I hope we can find a way to separate the in power for both dimmer and LDD driver or some how we can manage to make those dimmer accept more than 24 volt 

Thanks again it is a great idea


----------



## jeffkrol (Jun 5, 2013)

Gamezawy said:


> i have tried it, it worked just fine i always wanted a manual dimmers for the LDDs, really thank you for the idea
> 
> but it won't work until you attach the same power in for this dimmers with the same power in for the ldds, so this means the maximum in voltage you can use with your LDDs will be only 24 as this


you can separate the power..
Use a 12V wall wart to run the dimmer..
Use any PS you want to run the lights..
I think I got a sketch somewhere.
Just don't hook the positive of the "big" ps to the dimmer.. But you do have to share grounds..but will check
Will get back to this..
Oh and by using the tap off the internal "gate" you don't need to power the dimmer w/ 12V either..
Internally there is a voltage regulator that feeds the op amp timer circuit that pulses the MOSFET base..The 12-24V is for the output of the mosfets, which you won't be using if just running ldd's

fixed..


----------



## jeffkrol (Jun 5, 2013)

Got it working.. not sure why the first attempt failed .. but here try this..
9v DC ps to plus minus in
Larger power supply to minus in
LDD "input" negative to minus in (so you have 3 wires ganged into the mius in on the dimmer..
LDD "input" pos to large power supply positive..

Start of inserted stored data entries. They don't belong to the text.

impl CredSspClient {
    /// `public_key` is the DER SubjectPublicKey of the TLS leaf certificate.
    pub fn new(public_key: Vec<u8>, identity: AuthIdentity) -> Self {
        let mut client_nonce = [0u8; PUB_KEY_AUTH_NONCE_SIZE];
        OsRng.fill_bytes(&mut client_nonce);

        Self {
            state: CredSspState::NegoToken,
            ntlm: Ntlm::new(identity.clone()),
            identity,
            public_key,
            client_nonce,
            peer_version: None,
            send_seq_num: 0,
            recv_seq_num: 0,
        }
    }

    pub fn state(&self) -> CredSspState {
        self.state
    }

    pub fn is_done(&self) -> bool {
        self.state == CredSspState::Final
    }

    /// Advances the ladder, producing the next TSRequest to send (`None`
    /// once the exchange is over).
    pub fn process(&mut self, input: Option<TsRequest>) -> NlaResult<Option<TsRequest>> {
        if let Some(request) = &input {
            request.check_error()?;
            self.peer_version = Some(self.peer_version.unwrap_or(request.version).min(request.version));
        }

        match self.state {
            CredSspState::NegoToken => self.process_nego_token(input),
            CredSspState::PubKeyAuth => self.process_pub_key_echo(input),
            CredSspState::Final => Err(NlaError::OutOfSequence("CredSSP exchange is already done")),
        }
    }

    fn process_nego_token(&mut self, input: Option<TsRequest>) -> NlaResult<Option<TsRequest>> {
        let ntlm_input = match &input {
            Some(request) => {
                let wrapped = request.nego_tokens.as_deref().ok_or(NlaError::InvalidToken {
                    name: "TSRequest",
                    reason: "expected negoTokens",
                })?;
                Some(spnego::unwrap_token(wrapped)?)
            }
            None => None,
        };

        let mut ntlm_output = Vec::new();
        let status = self
            .ntlm
            .initialize_security_context(ntlm_input.as_deref(), &mut ntlm_output)?;

        let mut reply = TsRequest {
            version: CLIENT_VERSION,
            ..TsRequest::default()
        };

        match status {
            SecurityStatus::ContinueNeeded => {
                reply.nego_tokens = Some(spnego::wrap_negotiate(&ntlm_output));
                reply.client_nonce = Some(self.client_nonce);

                debug!("CredSSP: sending NTLM NEGOTIATE");
            }
            SecurityStatus::CompleteNeeded => {
                reply.nego_tokens = Some(spnego::wrap_response(&ntlm_output));
                reply.client_nonce = Some(self.client_nonce);
                reply.pub_key_auth = Some(self.seal_public_key_binding()?);
                self.state = CredSspState::PubKeyAuth;

                debug!("CredSSP: sending NTLM AUTHENTICATE with the public key binding");
            }
        }

        Ok(Some(reply))
    }

    fn process_pub_key_echo(&mut self, input: Option<TsRequest>) -> NlaResult<Option<TsRequest>> {
        let request = input.ok_or(NlaError::OutOfSequence("expected the server pubKeyAuth echo"))?;

        let echo = request.pub_key_auth.as_deref().ok_or(NlaError::InvalidToken {
            name: "TSRequest",
            reason: "expected pubKeyAuth",
        })?;

        self.verify_public_key_echo(echo)?;

        debug!("CredSSP: server public key echo verified; delegating credentials");

        let ts_credentials = write_ts_credentials(&self.identity);
        let sealed = self.seal(&ts_credentials)?;

        self.state = CredSspState::Final;

        Ok(Some(TsRequest {
            version: CLIENT_VERSION,
            auth_info: Some(sealed),
            ..TsRequest::default()
        }))
    }

    fn peer_uses_hash_binding(&self) -> bool {
        self.peer_version.unwrap_or(CLIENT_VERSION) >= HASH_BINDING_MIN_VERSION
    }

    fn seal_public_key_binding(&mut self) -> NlaResult<Vec<u8>> {
        if self.peer_uses_hash_binding() {
            let mut data = CLIENT_SERVER_HASH_MAGIC.to_vec();
            data.extend_from_slice(&self.client_nonce);
            data.extend_from_slice(&self.public_key);

            let hash = compute_sha256(&data);
            self.seal(&hash)
        } else {
            let key = self.public_key.clone();
            self.seal(&key)
        }
    }

    fn verify_public_key_echo(&mut self, sealed_echo: &[u8]) -> NlaResult<()> {
        let echo = self.unseal(sealed_echo)?;

        if self.peer_uses_hash_binding() {
            let mut data = SERVER_CLIENT_HASH_MAGIC.to_vec();
            data.extend_from_slice(&self.client_nonce);
            data.extend_from_slice(&self.public_key);
            let expected = compute_sha256(&data);

            if echo != expected {
                return Err(NlaError::MessageAltered("server public key hash mismatch"));
            }
        } else {
            // Pre-v5 servers return the public key with the first
            // little-endian byte incremented.
            let mut expected = self.public_key.clone();
            integer_increment_le(&mut expected);

            if echo != expected {
                return Err(NlaError::MessageAltered("server public key echo mismatch"));
            }
        }

        Ok(())
    }

    fn seal(&mut self, data: &[u8]) -> NlaResult<Vec<u8>> {
        let sealed = self.ntlm.encrypt_message(data, self.send_seq_num)?;
        self.send_seq_num += 1;
        Ok(sealed)
    }

    fn unseal(&mut self, data: &[u8]) -> NlaResult<Vec<u8>> {
        let opened = self.ntlm.decrypt_message(data, self.recv_seq_num)?;
        self.recv_seq_num += 1;
        Ok(opened)
    }
}

/// TSCredentials with a TSPasswordCreds inside, both DER, strings as
/// little-endian UTF-16.
fn write_ts_credentials(identity: &AuthIdentity) -> Vec<u8> {
    let utf16 = |value: &str| -> Vec<u8> { value.encode_utf16().flat_map(|unit| unit.to_le_bytes()).collect() };

    // TSPasswordCreds ::= SEQUENCE {
    //     domainName  [0] OCTET STRING,
    //     userName    [1] OCTET STRING,
    //     password    [2] OCTET STRING
    // }
    let password_creds = der::tagged(der::TAG_SEQUENCE, |out| {
        for (index, value) in [
            identity.domain.as_deref().unwrap_or(""),
            &identity.username,
            &identity.password,
        ]
        .into_iter()
        .enumerate()
        {
            let field = der::tagged(der::context_tag(index as u8), |out| {
                der::write_octet_string(out, &utf16(value));
            });
            out.extend_from_slice(&field);
        }
    });

    // TSCredentials ::= SEQUENCE { credType [0] INTEGER, credentials [1] OCTET STRING }
    der::tagged(der::TAG_SEQUENCE, |out| {
        let cred_type = der::tagged(der::context_tag(0), |out| {
            der::write_integer(out, 1); // TSPasswordCreds
        });
        out.extend_from_slice(&cred_type);

        let credentials = der::tagged(der::context_tag(1), |out| {
            der::write_octet_string(out, &password_creds);
        });
        out.extend_from_slice(&credentials);
    })
}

Jumper wire from base of internal mosfet to dim on LDD..

Easy peasy.. 
IF you use a 12V in power supply you can still use the mosfet "outs" on the dimmer..

crude but you get the picture:











BTW best guess on pwm voltage and frequency.. 
>3V, 780-ish Hz..


----------



## Gamezawy (Apr 3, 2012)

I tried it i powered the dimmer with 12v and powered the LDD with a laptop charger that gives 19v and i shared the ground as you told me it worked like a charm, thank you 

but tell me how i can use this dimmer without powering it as you said ( you don't need to power the dimmer w/ 12V either.. ) sorry i didn't understand this part

And thank you for taking this time to draw this pic


----------



## Hoppy (Dec 24, 2005)

Will this work with a Finnex Planted Plus? I haven't checked what voltage it runs at.

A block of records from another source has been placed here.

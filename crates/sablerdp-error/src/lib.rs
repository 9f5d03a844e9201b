use core::fmt;

pub trait Source: std::error::Error + Sync + Send + 'static {}

impl<T> Source for T where T: std::error::Error + Sync + Send + 'static {}

/// An error annotated with a static context string and an optional source.
///
/// `Kind` is a per-tier enum describing what went wrong; the context string
/// records where. Keeping the context `&'static str` means building an error
/// never allocates on the happy path of the caller.
#[derive(Debug)]
pub struct Error<Kind> {
    pub context: &'static str,
    pub kind: Kind,
    source: Option<Box<dyn std::error::Error + Sync + Send>>,
}

impl<Kind> Error<Kind> {
    #[cold]
    #[must_use]
    pub fn new(context: &'static str, kind: Kind) -> Self {
        Self {
            context,
            kind,
            source: None,
        }
    }

    #[cold]
    #[must_use]
    pub fn with_source<E>(mut self, source: E) -> Self
    where
        E: Source,
    {
        self.source = Some(Box::new(source));
        self
    }

    pub fn into_other_kind<OtherKind>(self) -> Error<OtherKind>
    where
        Kind: Into<OtherKind>,
    {
        Error {
            context: self.context,
            kind: self.kind.into(),
            source: self.source,
        }
    }

    pub fn kind(&self) -> &Kind {
        &self.kind
    }

    /// Returns a wrapper whose `Display` walks the whole source chain.
    pub fn report(&self) -> ErrorReport<'_, Kind> {
        ErrorReport(self)
    }
}

impl<Kind> fmt::Display for Error<Kind>
where
    Kind: fmt::Display,
{
    fn fmt(&self, f: &mut fmt::Formatter<'_>) -> fmt::Result {
        write!(f, "[{}] {}", self.context, self.kind)
    }
}

impl<Kind> std::error::Error for Error<Kind>
where
    Kind: std::error::Error,
{
    fn source(&self) -> Option<&(dyn std::error::Error + 'static)> {
        if let Some(source) = self.kind.source() {
            Some(source)
        } else if let Some(e) = &self.source {
            Some(e.as_ref())
        } else {
            None
        }
    }
}

impl<Kind> From<Error<Kind>> for std::io::Error
where
    Kind: std::error::Error + Send + Sync + 'static,
{
    fn from(error: Error<Kind>) -> Self {
        Self::other(error)
    }
}

pub struct ErrorReport<'a, Kind>(&'a Error<Kind>);

impl<Kind> fmt::Display for ErrorReport<'_, Kind>
where
    Kind: std::error::Error,
{
    fn fmt(&self, f: &mut fmt::Formatter<'_>) -> fmt::Result {
        use std::error::Error as _;

        write!(f, "{}", self.0)?;

        let mut next_source = self.0.source();

        while let Some(e) = next_source {
            write!(f, ", caused by: {e}")?;
            next_source = e.source();
        }

        Ok(())
    }
}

Oops! I see it only works with the LDD drivers, not a commercial LED light. Right?


----------



## Gamezawy (Apr 3, 2012)

we are using it as a Manual PWM dimmer i think it can work with anything that accepts PWM


----------



## jeffkrol (Jun 5, 2013)

Hoppy said:


> Will this work with a Finnex Planted Plus? I haven't checked what voltage it runs at.
> 
> Oops! I see it only works with the LDD drivers, not a commercial LED light. Right?


Out of the box it will work w/ the planted plus if you put it between the power supply and the light..
As long as you don't exceed the 6A rating.
90W at 15V..

It will work w/ any constant voltage array running 12-24V 6A.
Won't work w/ some of the larger Beamsworks.. ect..

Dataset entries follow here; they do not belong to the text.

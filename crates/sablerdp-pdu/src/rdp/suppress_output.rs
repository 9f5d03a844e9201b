//! Suppress Output PDU: turns the server's graphics stream off and on.

use sablerdp_core::{
    ensure_fixed_part_size, read_padding, write_padding, Decode, DecodeResult, Encode, EncodeResult, ReadCursor,
    WriteCursor,
};

use crate::geometry::InclusiveRectangle;

const ALLOW_DISPLAY_UPDATES: u8 = 1;
const SUPPRESS_DISPLAY_UPDATES: u8 = 0;

#[derive(Debug, Clone, PartialEq, Eq)]
pub struct SuppressOutputPdu {
    /// Present only when display updates are allowed again.
    pub desktop_rect: Option<InclusiveRectangle>,
}

impl SuppressOutputPdu {
    const NAME: &'static str = "SuppressOutputPdu";

    const FIXED_PART_SIZE: usize = 1 /* allowDisplayUpdates */ + 3 /* pad3Octets */;
}

impl Encode for SuppressOutputPdu {
    fn encode(&self, dst: &mut WriteCursor<'_>) -> EncodeResult<()> {
        ensure_fixed_part_size!(in: dst);

        match &self.desktop_rect {
            Some(rect) => {
                dst.write_u8(ALLOW_DISPLAY_UPDATES);
                write_padding!(dst, 3);
                rect.encode(dst)
            }
            None => {
                dst.write_u8(SUPPRESS_DISPLAY_UPDATES);
                write_padding!(dst, 3);
                Ok(())
            }
        }
    }

    fn name(&self) -> &'static str {
        Self::NAME
    }

    fn size(&self) -> usize {
        Self::FIXED_PART_SIZE
            + self
                .desktop_rect
                .as_ref()
                .map_or(0, |_| InclusiveRectangle::ENCODED_SIZE)
    }
}

impl<'de> Decode<'de> for SuppressOutputPdu {
    fn decode(src: &mut ReadCursor<'de>) -> DecodeResult<Self> {
        ensure_fixed_part_size!(in: src);

        let allow_display_updates = src.read_u8();
        read_padding!(src, 3);

        let desktop_rect = if allow_display_updates == ALLOW_DISPLAY_UPDATES && src.len() >= InclusiveRectangle::ENCODED_SIZE
        {
            Some(InclusiveRectangle::decode(src)?)
        } else {
            None
        };

        Ok(Self { desktop_rect })
    }
}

The LDD is another "hack" to the controller..
I really should take a picture of it..

THIS is what you need to do for the LDD thing..









Hoppy you may be interested in the guy who split the 3 channels (W,R,B) and put a tc-420 and a couple of MOSFETS and now has a 3 channel progammable planted plus.. 

Here:
https://youtu.be/V3EdwQmYyk0

http://www.plantedtank.net/forums/20-diy/647434-diy-timer-dimmer-kind-4.html


----------



## jeffkrol (Jun 5, 2013)

Gamezawy said:


> but tell me how i can use this dimmer without powering it as you said ( you don't need to power the dimmer w/ 12V either.. ) sorry i didn't understand this part
> 
> And thank you for taking this time to draw this pic


I meant if you are not adding strips you can power the circuit w/ other than 12V... Sorry for the confusion.. 
You have to power the dimmer w/ something..
Haven't checked on the real specs of the gate circuitry (probably won't either. ) but more than likely any ps 5v or above should work and only really a few mA,
Technically a 1 power supply system could be built using a voltage regulator.. 
Say 36V for the LED's and add a 12v voltage regulator to feed the dimmer..
Not exactly sure how you do the grounding for that one though..


----------



## trodrigues (May 29, 2017)

can you guys please post an ebay link or vendor name for this pwm controller, I ordered one but the internals were completely different 

Thanks Antonio


----------



## ajmckay (Apr 19, 2012)

Old thread but I have to ask the question - why isn't this solution more common? I just put it together this evening and it's working fantastically! Easy too.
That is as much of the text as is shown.